When I reflect on how chronic illness has impacted my life, I clearly recognize how it affects my family. I am a daughter, a granddaughter, a sister, and a niece; each of those roles drastically changed in the past 10 years. When I first became sick in high school, I spent much of my time homebound. I clearly remember sleeping on the couch for hours every day — my mom right beside me. Although I was always close with my parents, I inevitably created a special bond with them. They knew each ache and pain I experienced and they were always in the front line to fight for my health. Whether I need a shoulder to cry on or an advocate beside me in a doctor’s office, my parents are always willing. Traveling across the country for a doctor’s visit, or spending five nights in a hospital cot is a no-brainer for them. They have had to sacrifice their lives for me to be able to receive the care I need. They are determined to create a life for me that is filled with joy, love, and good health.

My sister, who is four years older than me, plays a critical role in my health journey. She is often the one to pick up the pieces that I am unable to, whether that is to leave work early to pick me up from a procedure or to do the usual household duties. As a chronically ill person, it can be difficult to think about how your health affects others. Healthy siblings frequently feel guilt regarding their health, but they also may feel ignored, as sick siblings
generally require more attention. I try to make my sister feel appreciated for all she does and how much she contributes to my wellbeing. There are times where it may seem that my parents put me before her, and while it may be due to my health, it still is not fair.
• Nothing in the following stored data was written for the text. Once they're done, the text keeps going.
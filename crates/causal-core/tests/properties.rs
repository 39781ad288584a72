//! Property-based tests for vector timestamps and clocks
//!
//! These verify the laws causal delivery leans on:
//!  - merge is idempotent and commutative
//!  - merging never moves a counter backwards
//!  - exactly one of {equal, before, after, concurrent} holds for any pair

use causal_core::{CausalOrder, Membership, ProcessId, Timestamp, VectorClock};
use proptest::prelude::*;

const MEMBERS: usize = 4;

fn timestamp_strategy() -> impl Strategy<Value = Timestamp> {
    prop::collection::vec(0u64..6, MEMBERS).prop_map(|counters| {
        Timestamp::from_entries(
            counters
                .into_iter()
                .enumerate()
                .map(|(i, n)| (i.to_string(), n)),
        )
    })
}

fn clock_at(stamp: &Timestamp) -> VectorClock {
    let members = Membership::numbered(MEMBERS);
    let mut clock = VectorClock::new(ProcessId::new("0"), &members).unwrap();
    clock.merge(stamp);
    clock
}

proptest! {
    #[test]
    fn merge_is_idempotent(a in timestamp_strategy(), b in timestamp_strategy()) {
        let mut clock = clock_at(&a);
        clock.merge(&b);
        let once = clock.snapshot();
        clock.merge(&b);
        prop_assert_eq!(clock.snapshot(), once);
    }

    #[test]
    fn merge_is_commutative(
        base in timestamp_strategy(),
        a in timestamp_strategy(),
        b in timestamp_strategy(),
    ) {
        let mut left = clock_at(&base);
        left.merge(&a);
        left.merge(&b);

        let mut right = clock_at(&base);
        right.merge(&b);
        right.merge(&a);

        prop_assert_eq!(left.snapshot(), right.snapshot());
    }

    #[test]
    fn merge_never_decreases(a in timestamp_strategy(), b in timestamp_strategy()) {
        let mut clock = clock_at(&a);
        let before = clock.snapshot();
        clock.merge(&b);
        let after = clock.snapshot();

        prop_assert!(after.dominates(&before));
        prop_assert!(after.dominates(&b));
    }

    #[test]
    fn exactly_one_relation_holds(a in timestamp_strategy(), b in timestamp_strategy()) {
        let relations = [
            a == b,
            a.happens_before(&b),
            a.happens_after(&b),
            a.is_concurrent_with(&b),
        ];
        prop_assert_eq!(relations.iter().filter(|&&r| r).count(), 1);
    }

    #[test]
    fn compare_is_antisymmetric(a in timestamp_strategy(), b in timestamp_strategy()) {
        let flipped = match a.compare(&b) {
            CausalOrder::Before => CausalOrder::After,
            CausalOrder::After => CausalOrder::Before,
            other => other,
        };
        prop_assert_eq!(b.compare(&a), flipped);
    }

    #[test]
    fn increment_happens_after(a in timestamp_strategy()) {
        let mut clock = clock_at(&a);
        let before = clock.snapshot();
        clock.increment();
        prop_assert!(before.happens_before(&clock.snapshot()));
    }
}
//! The node actor.
//!
//! Each node is one tokio task that owns a [`DeliveryEngine`] and its
//! transport. Local sends, inbound frames and shutdown requests are all
//! serialized through that task, so the engine has a single writer and the
//! delivered log order equals command-processing order.
//!
//! Callers talk to the task through a cloneable [`NodeHandle`]. Reads never
//! reach the engine: after every command the actor publishes copies into a
//! shared view and bumps a `watch` version so observers wake up.

use crate::config::NodeConfig;
use crate::error::{Result, SdkError};
use crate::network::Transport;
use crate::observer::Observer;
use causal_core::{Membership, Message, ProcessId, Timestamp};
use causal_delivery::{DeliveryEngine, DeliveryPolicy, IngestOutcome};
use parking_lot::RwLock;
use serde::{Deserialize, Serialize};
use std::collections::BTreeMap;
use std::sync::Arc;
use tokio::sync::{mpsc, oneshot, watch};
use tracing::{debug, info, warn};

/// What happened to a frame handed to [`NodeHandle::ingest`].
#[derive(Clone, Debug, PartialEq, Eq, Serialize, Deserialize)]
#[serde(rename_all = "snake_case")]
pub enum IngestStatus {
    /// The frame and this many messages in total were delivered.
    Delivered(usize),
    /// Waiting on causal predecessors.
    Buffered,
    /// Already delivered or already pending.
    Duplicate,
    /// Malformed payload, invalid stamp or unknown sender; state unchanged.
    Rejected(String),
}

/// Point-in-time copy of a node's state, shaped for dashboards.
#[derive(Clone, Debug, PartialEq, Eq, Serialize, Deserialize)]
pub struct NodeSnapshot {
    pub node_id: String,
    pub clock: BTreeMap<String, u64>,
    pub delivered: Vec<(String, String)>,
    pub pending_count: usize,
}

impl NodeSnapshot {
    pub fn to_json(&self) -> serde_json::Result<String> {
        serde_json::to_string(self)
    }
}

enum Command {
    Send {
        content: String,
        reply: oneshot::Sender<Result<Message>>,
    },
    Ingest {
        frame: Vec<u8>,
        reply: oneshot::Sender<IngestStatus>,
    },
    Shutdown {
        reply: oneshot::Sender<()>,
    },
}

/// Copies published by the actor after each command.
#[derive(Debug, Default)]
pub(crate) struct NodeView {
    pub(crate) clock: Timestamp,
    pub(crate) delivered: Vec<Message>,
    pub(crate) pending: usize,
    pub(crate) stopped: bool,
}

/// State shared between the actor, its handles and observers.
pub(crate) struct NodeShared {
    pub(crate) id: ProcessId,
    pub(crate) membership: Membership,
    pub(crate) policy: DeliveryPolicy,
    pub(crate) view: RwLock<NodeView>,
    pub(crate) version: watch::Sender<u64>,
}

impl NodeShared {
    pub(crate) fn is_stopped(&self) -> bool {
        self.view.read().stopped
    }

    fn bump(&self) {
        self.version.send_modify(|v| *v = v.wrapping_add(1));
    }
}

/// Start a node task for `config`, attached to `transport`.
///
/// Must be called from within a tokio runtime. Fails if the transport
/// cannot be subscribed to.
pub fn spawn_node<T: Transport>(config: NodeConfig, transport: T) -> Result<NodeHandle> {
    let engine = DeliveryEngine::new(
        config.process_id.clone(),
        config.membership.clone(),
        config.delivery_policy,
    )?;
    let inbound = transport.subscribe()?;

    let (commands_tx, commands_rx) = mpsc::channel(config.command_capacity.max(1));
    let (version, _) = watch::channel(0);

    let shared = Arc::new(NodeShared {
        id: config.process_id,
        membership: config.membership,
        policy: config.delivery_policy,
        view: RwLock::new(NodeView {
            clock: engine.clock(),
            ..Default::default()
        }),
        version,
    });

    let actor = NodeActor {
        engine,
        transport,
        shared: shared.clone(),
        commands: commands_rx,
        inbound: Some(inbound),
    };
    tokio::spawn(actor.run());

    Ok(NodeHandle {
        shared,
        commands: commands_tx,
    })
}

struct NodeActor<T: Transport> {
    engine: DeliveryEngine,
    transport: T,
    shared: Arc<NodeShared>,
    commands: mpsc::Receiver<Command>,
    inbound: Option<mpsc::UnboundedReceiver<Vec<u8>>>,
}

impl<T: Transport> NodeActor<T> {
    async fn run(mut self) {
        info!(
            node = %self.shared.id,
            members = self.shared.membership.len(),
            policy = ?self.shared.policy,
            "node started"
        );

        loop {
            tokio::select! {
                biased;

                command = self.commands.recv() => match command {
                    Some(Command::Send { content, reply }) => {
                        let result = self.send(content).await;
                        let _ = reply.send(result);
                    }
                    Some(Command::Ingest { frame, reply }) => {
                        let status = self.ingest(&frame);
                        let _ = reply.send(status);
                    }
                    Some(Command::Shutdown { reply }) => {
                        self.stop().await;
                        let _ = reply.send(());
                        return;
                    }
                    // Every handle dropped.
                    None => break,
                },

                frame = next_frame(&mut self.inbound) => match frame {
                    Some(frame) => {
                        self.ingest(&frame);
                    }
                    None => {
                        debug!(node = %self.shared.id, "inbound stream closed");
                        self.inbound = None;
                    }
                },
            }
        }

        self.stop().await;
    }

    async fn send(&mut self, content: String) -> Result<Message> {
        let message = self.engine.send(content);
        self.publish_view();

        let frame = message.encode()?;
        if let Err(source) = self.transport.publish(frame).await {
            warn!(
                node = %self.shared.id,
                error = %source,
                "broadcast failed, message delivered locally only"
            );
            return Err(SdkError::Broadcast { message, source });
        }

        debug!(
            node = %self.shared.id,
            stamp = ?message.stamp().to_map(),
            "sent message"
        );
        Ok(message)
    }

    fn ingest(&mut self, frame: &[u8]) -> IngestStatus {
        let node = &self.shared.id;
        let status = match self.engine.ingest_raw(frame) {
            Ok(IngestOutcome::Delivered(messages)) => {
                debug!(
                    node = %node,
                    sender = ?messages.first().map(Message::sender),
                    delivered = messages.len(),
                    pending = self.engine.pending_count(),
                    "delivered message"
                );
                IngestStatus::Delivered(messages.len())
            }
            Ok(IngestOutcome::Buffered) => {
                debug!(
                    node = %node,
                    pending = self.engine.pending_count(),
                    "buffered message awaiting predecessors"
                );
                IngestStatus::Buffered
            }
            Ok(IngestOutcome::Duplicate) => {
                debug!(node = %node, "ignored duplicate message");
                IngestStatus::Duplicate
            }
            Ok(IngestOutcome::UnknownSender(sender)) => {
                warn!(node = %node, sender = %sender, "dropping message from unknown sender");
                IngestStatus::Rejected(format!("unknown sender {}", sender))
            }
            Ok(IngestOutcome::InvalidStamp(sender)) => {
                warn!(
                    node = %node,
                    sender = %sender,
                    "dropping message with no sender event in its stamp"
                );
                IngestStatus::Rejected(format!("stamp has no event from sender {}", sender))
            }
            Err(error) => {
                warn!(node = %node, error = %error, "dropping malformed frame");
                IngestStatus::Rejected(error.to_string())
            }
        };

        self.publish_view();
        status
    }

    /// Copy engine state into the shared view and wake observers.
    fn publish_view(&self) {
        {
            let mut view = self.shared.view.write();
            let known = view.delivered.len();
            view.delivered
                .extend_from_slice(self.engine.delivered_since(known));
            view.clock = self.engine.clock();
            view.pending = self.engine.pending_count();
        }
        self.shared.bump();
    }

    async fn stop(&mut self) {
        // Refuse anything still queued; their callers see `NodeStopped`.
        self.commands.close();
        while self.commands.try_recv().is_ok() {}

        self.transport.close().await;
        self.shared.view.write().stopped = true;
        self.shared.bump();

        info!(
            node = %self.shared.id,
            delivered = self.engine.delivered().len(),
            pending = self.engine.pending_count(),
            "node stopped"
        );
    }
}

async fn next_frame(inbound: &mut Option<mpsc::UnboundedReceiver<Vec<u8>>>) -> Option<Vec<u8>> {
    match inbound {
        Some(rx) => rx.recv().await,
        None => std::future::pending().await,
    }
}

/// Cloneable handle to a running node.
#[derive(Clone)]
pub struct NodeHandle {
    shared: Arc<NodeShared>,
    commands: mpsc::Sender<Command>,
}

impl NodeHandle {
    pub fn id(&self) -> &ProcessId {
        &self.shared.id
    }

    pub fn membership(&self) -> &Membership {
        &self.shared.membership
    }

    pub fn policy(&self) -> DeliveryPolicy {
        self.shared.policy
    }

    async fn request<R>(&self, make: impl FnOnce(oneshot::Sender<R>) -> Command) -> Result<R> {
        if self.is_stopped() {
            return Err(SdkError::NodeStopped);
        }

        let (reply_tx, reply_rx) = oneshot::channel();
        self.commands
            .send(make(reply_tx))
            .await
            .map_err(|_| SdkError::NodeStopped)?;
        reply_rx.await.map_err(|_| SdkError::NodeStopped)
    }

    /// Send a chat message to the cluster.
    ///
    /// The message is delivered locally before it is published. If
    /// publishing fails the error is [`SdkError::Broadcast`], which still
    /// carries the delivered message.
    pub async fn send(&self, content: impl Into<String>) -> Result<Message> {
        let content = content.into();
        self.request(|reply| Command::Send { content, reply }).await?
    }

    /// Hand a raw wire frame to the node, as if it came from the transport.
    pub async fn ingest(&self, frame: impl Into<Vec<u8>>) -> Result<IngestStatus> {
        let frame = frame.into();
        self.request(|reply| Command::Ingest { frame, reply }).await
    }

    /// Stop the node and release its transport.
    ///
    /// A second call fails with [`SdkError::NodeStopped`].
    pub async fn shutdown(&self) -> Result<()> {
        self.request(|reply| Command::Shutdown { reply }).await
    }

    /// Current clock.
    pub fn clock(&self) -> Timestamp {
        self.shared.view.read().clock.clone()
    }

    /// `(sender, content)` pairs in delivery order.
    pub fn delivered(&self) -> Vec<(ProcessId, String)> {
        self.shared
            .view
            .read()
            .delivered
            .iter()
            .map(|m| (m.sender().clone(), m.content().to_string()))
            .collect()
    }

    pub fn delivered_messages(&self) -> Vec<Message> {
        self.shared.view.read().delivered.clone()
    }

    /// Messages delivered after the first `cursor` ones.
    pub fn delivered_since(&self, cursor: usize) -> Vec<Message> {
        self.shared
            .view
            .read()
            .delivered
            .get(cursor..)
            .map(<[Message]>::to_vec)
            .unwrap_or_default()
    }

    pub fn delivered_count(&self) -> usize {
        self.shared.view.read().delivered.len()
    }

    pub fn pending_count(&self) -> usize {
        self.shared.view.read().pending
    }

    pub fn is_stopped(&self) -> bool {
        self.shared.is_stopped()
    }

    pub fn snapshot(&self) -> NodeSnapshot {
        let view = self.shared.view.read();
        NodeSnapshot {
            node_id: self.shared.id.to_string(),
            clock: view.clock.to_map(),
            delivered: view
                .delivered
                .iter()
                .map(|m| (m.sender().to_string(), m.content().to_string()))
                .collect(),
            pending_count: view.pending,
        }
    }

    /// A cursor over this node's delivered log, starting at the beginning.
    pub fn observe(&self) -> Observer {
        Observer::new(self.shared.clone())
    }

    /// Wait until at least `count` messages have been delivered.
    ///
    /// Fails with [`SdkError::NodeStopped`] if the node stops first.
    pub async fn wait_for_delivered(&self, count: usize) -> Result<()> {
        let mut version = self.shared.version.subscribe();
        loop {
            let _ = version.borrow_and_update();
            {
                let view = self.shared.view.read();
                if view.delivered.len() >= count {
                    return Ok(());
                }
                if view.stopped {
                    return Err(SdkError::NodeStopped);
                }
            }
            version
                .changed()
                .await
                .map_err(|_| SdkError::NodeStopped)?;
        }
    }
}

impl std::fmt::Debug for NodeHandle {
    fn fmt(&self, f: &mut std::fmt::Formatter<'_>) -> std::fmt::Result {
        f.debug_struct("NodeHandle")
            .field("id", &self.shared.id)
            .field("stopped", &self.is_stopped())
            .finish()
    }
}
/// How strictly messages from one sender are ordered.
#[derive(Clone, Copy, Debug, Default, PartialEq, Eq, Serialize, Deserialize)]
#[serde(rename_all = "snake_case")]
pub enum DeliveryPolicy {
    /// Deliver once every other process's component of the stamp has been
    /// seen. A sender's own messages may be delivered out of send order if
    /// the transport reorders them.
    Causal,
    /// As [`DeliveryPolicy::Causal`], and additionally require the message
    /// to be the sender's next one (`T[s] == C[s] + 1`).
    #[default]
    CausalFifo,
}

/// Result of handing a received message to the engine.
#[derive(Clone, Debug, PartialEq, Eq)]
pub enum IngestOutcome {
    /// The message was delivered, followed by every buffered message it
    /// unblocked, in delivery order.
    Delivered(Vec<Message>),
    /// The message waits for causal predecessors.
    Buffered,
    /// The message was already delivered or buffered.
    Duplicate,
    /// The sender is not a member of the cluster; the message was dropped.
    UnknownSender(ProcessId),
    /// The stamp carries no event for its own sender, so no send produced
    /// it; the message was dropped.
    InvalidStamp(ProcessId),
}

/// Clock, pending buffer and delivered log of one process.
#[derive(Debug)]
pub struct DeliveryEngine {
    membership: Membership,
    policy: DeliveryPolicy,
    clock: VectorClock,
    pending: PendingSet,
    log: DeliveredLog,
    /// Identities of every delivered or pending message.
    seen: HashSet<MessageId>,
}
Feeling like a burden is normal for someone who is chronically ill. I feel that I add additional stress and repetitively bring sadness to my family as I constantly undergo medical treatment. It is unnatural for a parent to be healthier than their child and I see how that affects my parents. I imagine the fear and grief they feel as they picture how my adulthood will be considerably different from theirs. Each new diagnosis, unsuccessful procedure, and unanswered questions hit them deeply as they feel helpless. Not only do I feel like an emotional burden, but I also feel like I am a financial burden. I am not an independent 23-year-old; I rely on my parents for everything. My parents provide my health insurance, groceries, rent, car payments, and anything else that requires money. It is hard to be so dependent and at times it can be embarrassing too. I fear that I may always have to rely on my parents, even though they insist that they will do anything for me.

While chronic illness can adversely impact the family dynamic, it is important to not ignore the positives. My family is stronger than most. We undoubtedly support each other every step of the way and we make sure to celebrate even the littlest of achievements. We are honest with each other; we are not afraid to admit when we feel weak or when we need help. A large part of my family’s contribution is the awareness they bring to chronic
illnesses. They are committed to raising awareness and helping other struggling families find answers. We have a profound appreciation for each other that commonly goes unseen in healthy families. Even though I am not the daughter and sister I imagined I would be, I know that I am an integral part of my family and that my health is simply a part of who I am. I know that whatever I need, my family will always be the first to offer it up. I am not alone on this journey — my chronic illness is my family’s chronic illness.